Exercise instructions →
Output exactly the lines below, starting with the line that has "filename src/board/tty.rs" and going on through the line that has "traffic. The board's", both included, and no other lines.

⁂

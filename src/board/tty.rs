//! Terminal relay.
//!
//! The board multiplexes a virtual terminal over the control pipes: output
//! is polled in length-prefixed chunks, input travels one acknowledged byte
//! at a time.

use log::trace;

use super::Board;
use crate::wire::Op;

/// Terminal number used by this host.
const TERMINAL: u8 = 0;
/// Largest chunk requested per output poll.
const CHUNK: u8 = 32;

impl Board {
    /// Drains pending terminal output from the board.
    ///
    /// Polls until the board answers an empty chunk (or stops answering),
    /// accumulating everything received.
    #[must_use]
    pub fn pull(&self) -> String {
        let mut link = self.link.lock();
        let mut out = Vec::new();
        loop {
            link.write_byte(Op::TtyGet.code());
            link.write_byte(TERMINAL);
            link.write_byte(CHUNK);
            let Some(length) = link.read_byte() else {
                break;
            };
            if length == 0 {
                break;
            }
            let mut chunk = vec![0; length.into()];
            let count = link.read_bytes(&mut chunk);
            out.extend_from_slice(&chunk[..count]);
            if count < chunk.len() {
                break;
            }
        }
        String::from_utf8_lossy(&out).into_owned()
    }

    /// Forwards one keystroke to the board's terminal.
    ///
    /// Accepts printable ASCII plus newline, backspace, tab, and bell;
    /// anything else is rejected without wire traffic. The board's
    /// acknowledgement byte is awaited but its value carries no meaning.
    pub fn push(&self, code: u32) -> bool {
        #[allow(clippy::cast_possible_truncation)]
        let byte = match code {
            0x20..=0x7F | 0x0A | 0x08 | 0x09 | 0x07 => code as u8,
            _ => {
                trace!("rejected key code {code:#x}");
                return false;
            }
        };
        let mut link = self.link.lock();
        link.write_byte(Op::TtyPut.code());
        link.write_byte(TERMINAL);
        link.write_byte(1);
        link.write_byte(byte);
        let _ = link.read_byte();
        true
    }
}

⁂

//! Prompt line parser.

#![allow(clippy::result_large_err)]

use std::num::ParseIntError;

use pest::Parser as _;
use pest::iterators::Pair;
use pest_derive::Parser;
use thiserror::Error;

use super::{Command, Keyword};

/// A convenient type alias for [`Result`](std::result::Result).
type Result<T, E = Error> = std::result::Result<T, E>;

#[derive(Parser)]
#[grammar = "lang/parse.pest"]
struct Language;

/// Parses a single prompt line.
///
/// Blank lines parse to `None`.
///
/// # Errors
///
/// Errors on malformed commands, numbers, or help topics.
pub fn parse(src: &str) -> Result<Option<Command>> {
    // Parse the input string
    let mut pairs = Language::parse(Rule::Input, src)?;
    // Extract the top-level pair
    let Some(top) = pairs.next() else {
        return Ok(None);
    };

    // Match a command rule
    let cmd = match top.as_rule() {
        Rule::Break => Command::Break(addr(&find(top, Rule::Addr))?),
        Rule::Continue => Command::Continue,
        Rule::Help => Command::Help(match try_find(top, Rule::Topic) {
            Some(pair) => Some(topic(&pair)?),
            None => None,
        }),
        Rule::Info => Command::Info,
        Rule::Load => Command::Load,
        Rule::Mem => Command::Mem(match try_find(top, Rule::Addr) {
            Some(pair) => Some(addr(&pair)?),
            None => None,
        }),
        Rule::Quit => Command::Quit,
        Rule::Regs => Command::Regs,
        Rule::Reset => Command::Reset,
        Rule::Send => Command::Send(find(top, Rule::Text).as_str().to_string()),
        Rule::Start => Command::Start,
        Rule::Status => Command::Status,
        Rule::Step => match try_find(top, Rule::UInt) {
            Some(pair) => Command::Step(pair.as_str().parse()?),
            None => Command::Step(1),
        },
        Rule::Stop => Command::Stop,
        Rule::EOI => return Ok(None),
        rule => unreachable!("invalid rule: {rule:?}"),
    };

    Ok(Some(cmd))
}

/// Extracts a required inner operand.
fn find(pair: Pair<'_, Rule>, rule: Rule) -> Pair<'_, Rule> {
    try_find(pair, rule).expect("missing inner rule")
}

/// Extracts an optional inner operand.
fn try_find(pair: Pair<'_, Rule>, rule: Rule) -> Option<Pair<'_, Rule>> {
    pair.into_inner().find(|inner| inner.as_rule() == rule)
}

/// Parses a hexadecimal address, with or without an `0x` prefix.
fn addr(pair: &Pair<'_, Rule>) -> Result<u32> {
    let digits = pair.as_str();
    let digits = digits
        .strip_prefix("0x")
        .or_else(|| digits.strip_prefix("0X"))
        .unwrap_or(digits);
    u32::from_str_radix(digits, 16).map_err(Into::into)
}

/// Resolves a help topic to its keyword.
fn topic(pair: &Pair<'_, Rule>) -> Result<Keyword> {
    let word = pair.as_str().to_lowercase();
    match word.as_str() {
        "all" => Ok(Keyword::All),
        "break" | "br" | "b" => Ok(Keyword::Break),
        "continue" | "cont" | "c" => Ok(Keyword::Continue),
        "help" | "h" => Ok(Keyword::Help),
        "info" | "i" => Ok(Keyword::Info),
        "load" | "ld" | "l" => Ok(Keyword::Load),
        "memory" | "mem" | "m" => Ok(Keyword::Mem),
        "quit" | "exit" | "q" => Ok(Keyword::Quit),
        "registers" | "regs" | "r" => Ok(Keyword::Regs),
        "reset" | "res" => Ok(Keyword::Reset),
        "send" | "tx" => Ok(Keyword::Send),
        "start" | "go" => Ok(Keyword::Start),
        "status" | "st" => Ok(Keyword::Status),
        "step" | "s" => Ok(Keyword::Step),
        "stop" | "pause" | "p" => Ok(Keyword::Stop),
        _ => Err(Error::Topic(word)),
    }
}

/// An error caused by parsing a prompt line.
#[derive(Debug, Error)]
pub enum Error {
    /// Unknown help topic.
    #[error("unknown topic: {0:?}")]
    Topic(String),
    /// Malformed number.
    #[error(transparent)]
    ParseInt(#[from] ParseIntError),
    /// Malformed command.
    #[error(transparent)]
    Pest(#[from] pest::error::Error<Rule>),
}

⁂

Task response →
filename src/board/tty.rs
//! Terminal relay.
//!
//! The board multiplexes a virtual terminal over the control pipes: output
//! is polled in length-prefixed chunks, input travels one acknowledged byte
//! at a time.

use log::trace;

use super::Board;
use crate::wire::Op;

/// Terminal number used by this host.
const TERMINAL: u8 = 0;
/// Largest chunk requested per output poll.
const CHUNK: u8 = 32;

impl Board {
    /// Drains pending terminal output from the board.
    ///
    /// Polls until the board answers an empty chunk (or stops answering),
    /// accumulating everything received.
    #[must_use]
    pub fn pull(&self) -> String {
        let mut link = self.link.lock();
        let mut out = Vec::new();
        loop {
            link.write_byte(Op::TtyGet.code());
            link.write_byte(TERMINAL);
            link.write_byte(CHUNK);
            let Some(length) = link.read_byte() else {
                break;
            };
            if length == 0 {
                break;
            }
            let mut chunk = vec![0; length.into()];
            let count = link.read_bytes(&mut chunk);
            out.extend_from_slice(&chunk[..count]);
            if count < chunk.len() {
                break;
            }
        }
        String::from_utf8_lossy(&out).into_owned()
    }

    /// Forwards one keystroke to the board's terminal.
    ///
    /// Accepts printable ASCII plus newline, backspace, tab, and bell;
    /// anything else is rejected without wire traffic. The board's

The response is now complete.